Their diversification into other revenue streams has also given them a sustaining strength. They now own 35 CTV television stations and 103 radio stations. Their video production operation produces dozens of television shows and professional sports events. They even own a significant percentage of successful sports teams like the Toronto Maple Leaf hockey team and the Raptors basketball team.
Companies are not blocks of wood or computer programs operating in isolation. This company, with a value of $44.65 billion that employs 44,000, is run by capable, professional managers. As employees they are far more involved in the future of their company than investors like you or me. There are very few stocks of this strength and size that offer such a high, reliable dividend income.
I found it interesting that of the dozen financial analysts currently reviewing BCE most were predicting that the share prices would rise from its present $44.65 Canadian dollars (or $32.59 US dollars) to $55 or $57 Canadian. Last year when I wrote my book Canadian High Dividend Investing that there was only one analyst recommending it as a buy.
If you still have concerns about BCE, I suggest you spend a few hours reading their very detailed annual financial statement for 2023. It was released in March. A quick Google search will extract it from the internet.
QUESTION 2
AM I RICH IF I HAVE A NET WORTH OF $10,000,000?
What is 10 million dollars? The reality is that $10 million dollars is just a number in a ledger. You can’t eat $10 million dollars until it is taken out of your ledger and used to buy food and drink. It is then that you quickly learn that you cannot eat or drink more than someone with a net worth of perhaps $1, 000. Only the choice of food you eat might be different, but it may not necessarily be more nutritious or better for you. No matter what you paid for your food and drink, it quenches your thirst and relieves your hunger.
You also soon learn that your wealth will not stop you from getting old, sick and dying. At best it might only delay your inevitable deterioration.
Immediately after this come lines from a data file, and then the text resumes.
use comfy_table::{presets::UTF8_FULL, Cell, CellAlignment, Color, Row, Table};
use sieve::{BatchResults, EvaluationFailure, Registry};

pub struct Formatter {}

impl Default for Formatter {
    fn default() -> Self {
        Self::new()
    }
}

impl Formatter {
    pub fn new() -> Self {
        Self {}
    }

    /// One row per expression, in declaration order
    pub fn format_results(&self, results: &BatchResults) -> String {
        let mut table = Table::new();
        table.load_preset(UTF8_FULL);
        table.set_header(Row::from(vec![
            Cell::new("Expression").set_alignment(CellAlignment::Left),
            Cell::new("Result").set_alignment(CellAlignment::Left),
        ]));

        for (name, value) in results.iter() {
            let color = if value { Color::Green } else { Color::Red };
            table.add_row(Row::from(vec![
                Cell::new(name),
                Cell::new(value).fg(color),
            ]));
        }

        format!("{}\n", table)
    }

    pub fn format_failures(&self, failures: &[EvaluationFailure]) -> String {
        let mut table = Table::new();
        table.load_preset(UTF8_FULL);
        table.set_header(Row::from(vec![
            Cell::new("Failed"),
            Cell::new("Kind"),
            Cell::new("Error"),
        ]));

        for failure in failures {
            table.add_row(Row::from(vec![
                Cell::new(&failure.name),
                Cell::new(failure.error.kind()),
                Cell::new(&failure.error),
            ]));
        }

        format!("{}\n", table)
    }

    pub fn format_operations(&self, registry: &Registry) -> String {
        let mut table = Table::new();
        table.load_preset(UTF8_FULL);
        table.set_header(Row::from(vec![
            Cell::new("Operation").set_alignment(CellAlignment::Left),
            Cell::new("Arguments").set_alignment(CellAlignment::Left),
        ]));

        for operation in registry.operations() {
            table.add_row(Row::from(vec![
                operation.name().to_string(),
                operation.canonical_args().join(", "),
            ]));
        }

        format!("{}\n", table)
    }
}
Even more disturbing is, despite your access to the 10 million dollars, that you face spending a third of your life unconscious lying in a bed sleeping. Furthermore, your wealth does not guarantee that you will sleep as soundly as the poorest person out there who has no worldly possessions to lose. The stress endured to accumulate 10 million dollars do not disappear once the 10 million dollars is realized. Fear of losing your 10 million dollars may disrupt your sleep far more than that person who had no money to lose.
Unfortunately, 10 million dollars does not relieve you of boredom or loneliness. If anything, with little to lust or strive for, life may become very dull. This can be compounded by self-isolating yourself from others, once you realize that you are target for charities and the greedy who think you are a wealthy fool. They will do whatever they can to transfer as much of your money from your pockets to their pockets. You rapidly learn to be suspicious of the motivations of all strangers. Your lack of trust and openness with others discourages anyone from wanting to get close to you.
Perhaps to achieve the envy of others, you may choose to live in a twenty-room mansion and drive a luxury automobile. However, you soon realize that you can only be in one room at any given time and when you are stuck in traffic someone on a bicycle may get to their destination faster than you do.
No matter how much money you have, it does not guarantee you good health, warm sincere friendships, a loving family, or the peace and satisfaction that comes with being content with your life. All you have is ten million dollars recorded in a ledger. You are a very poor person if ten million dollars is the only thing that defines who you are and what you have achieved in this life?